The ceiling on the number of visas is 10,000 a year, yet in the first three months of 2020 there were exactly 21 applications filed. In the same period one year earlier, the total number of applications was 1,808.
EB-5 is the program that rewards an alien investor with a family-sized batch of green cards when the investor plunks down a suitable amount in a DHS-identified, but not guaranteed, investment. The stake is usually in a 1 percent a year de facto loan in urban real estate. Big city developers love getting money at this rate.
There have been a large number of instances in which U.S.-based middlemen have cheated, or sought to cheat, the alien investors, as we have reported from time to time.
One of the main reasons for the recent sharp fall in the number of would-be investors is because in November of last year, DHS upped the minimum ante (after 25 years of not doing so) from $500,000 to $900,000. The same set of regulations also narrowed the definition of areas that could be invested in, eliminating at least some of the prosperous areas that had formerly been used for most of these investments via a sort of gerrymandering.
Apparently aliens interested in the EB-5 program — seeing the November reforms coming — made their investments before the new rules came into being. There were 4,262 applications filed during the last three months of last year, presumably all of them prior to the new rules. During January, February, and March of this year, only 21 applications were filed, according to this USCIS reporting system.
Now the 10,000 a year vs. seven a month comparison is a bit overly dramatic, but only a bit; an application, which is for a project, usually produces 2.5 visas for the whole family; 10,000 is for a full year, and seven is for a single month. But even if you multiply the seven by 12 (getting 84), and then multiply it again by 2.5 (getting 210) you have a 210 vs. 10,000 comparison.
Put it another way, the 21-applications-a-quarter rate indicates (if the trend continues) a 98 percent drop in the annual EB-5 business.
Inevitably, the lure of a purchased set of visas, allowing the nervous rich to settle in the United States, will attract more attention, presumably from aliens from places other than China. The previous extensive use of this program by aliens from that country was such as to produce a decade-plus delay in getting the green cards after making the investment because of long-standing per-country limits on numerically limited visas. The recent drop in applications was sharp enough so that a much shorter visa backlog for people from India has disappeared.
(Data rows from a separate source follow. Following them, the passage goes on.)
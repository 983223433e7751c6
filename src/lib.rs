//! Chat and document-summary gateway in front of an OpenAI-compatible completion
//! provider.
//!
//! Layers: `domain` (sessions, turns, documents, summaries), `application` (ports and
//! the chat/summary services), `infrastructure` (provider client, text extraction,
//! in-memory session store, tracing) and `presentation` (axum router and settings).

pub mod application;
pub mod domain;
pub mod infrastructure;
pub mod presentation;
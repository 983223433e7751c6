use concierge::domain::ExtractedText;

#[test]
fn given_short_text_when_capping_then_keeps_text_and_counts() {
    let extracted = ExtractedText::capped("Quarterly revenue grew by ten percent.".to_string(), 100);

    assert_eq!(extracted.text, "Quarterly revenue grew by ten percent.");
    assert_eq!(extracted.word_count, 6);
    assert_eq!(extracted.char_count, 38);
    assert!(!extracted.truncated);
}

#[test]
fn given_text_longer_than_cap_when_capping_then_truncates_but_counts_full_text() {
    let raw = "word ".repeat(10);

    let extracted = ExtractedText::capped(raw, 12);

    assert_eq!(extracted.text, "word word wo");
    assert_eq!(extracted.char_count, 50);
    assert_eq!(extracted.word_count, 10);
    assert!(extracted.truncated);
}

#[test]
fn given_multibyte_text_when_capping_then_cuts_on_char_boundary() {
    let extracted = ExtractedText::capped("héllo wörld".to_string(), 4);

    assert_eq!(extracted.text, "héll");
    assert!(extracted.truncated);
}

#[test]
fn given_whitespace_only_text_when_checking_blank_then_returns_true() {
    let extracted = ExtractedText::capped(" \n\t ".to_string(), 100);

    assert!(extracted.is_blank());
}
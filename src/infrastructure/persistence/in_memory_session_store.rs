use std::collections::HashMap;
use std::sync::Arc;

use async_trait::async_trait;
use tokio::sync::{Mutex, RwLock};

use crate::application::ports::SessionStore;
use crate::domain::{Session, SessionId, Turn};

type TurnLog = Arc<Mutex<Vec<Turn>>>;

/// Process-lifetime session history.
///
/// The outer map lock is held only to find or insert a session's log. Each log has its
/// own mutex, so appends to one session never wait on another.
#[derive(Default)]
pub struct InMemorySessionStore {
    sessions: RwLock<HashMap<SessionId, TurnLog>>,
}

impl InMemorySessionStore {
    pub fn new() -> Self {
        Self::default()
    }

    async fn log_for(&self, id: &SessionId) -> TurnLog {
        if let Some(log) = self.sessions.read().await.get(id) {
            return Arc::clone(log);
        }

        let mut sessions = self.sessions.write().await;
        let log = sessions.entry(id.clone()).or_insert_with(|| {
            tracing::debug!(session_id = %id, "Creating session");
            Arc::new(Mutex::new(Vec::new()))
        });
        Arc::clone(log)
    }
}

#[async_trait]
impl SessionStore for InMemorySessionStore {
    async fn get_or_create(&self, id: &SessionId) -> Session {
        let log = self.log_for(id).await;
        let turns = log.lock().await.clone();
        Session::new(id.clone(), turns)
    }

    async fn append(&self, id: &SessionId, turn: Turn) {
        let log = self.log_for(id).await;
        log.lock().await.push(turn);
    }

    async fn append_all(&self, id: &SessionId, turns: Vec<Turn>) {
        let log = self.log_for(id).await;
        log.lock().await.extend(turns);
    }

    async fn session_count(&self) -> usize {
        self.sessions.read().await.len()
    }
}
In the meantime, the EB-5 middleman industry must be hurting, and will try to use its lobbying strength to restore the program. (Sen. Chuck Schumer (D-N.Y.), the Senate minority leader, and perhaps soon the majority leader, is one of the program's prominent supporters.)
We had previously reported that the program was in a years-long state of decline, but those long-term trends were nothing like the 98 percent drop we see currently.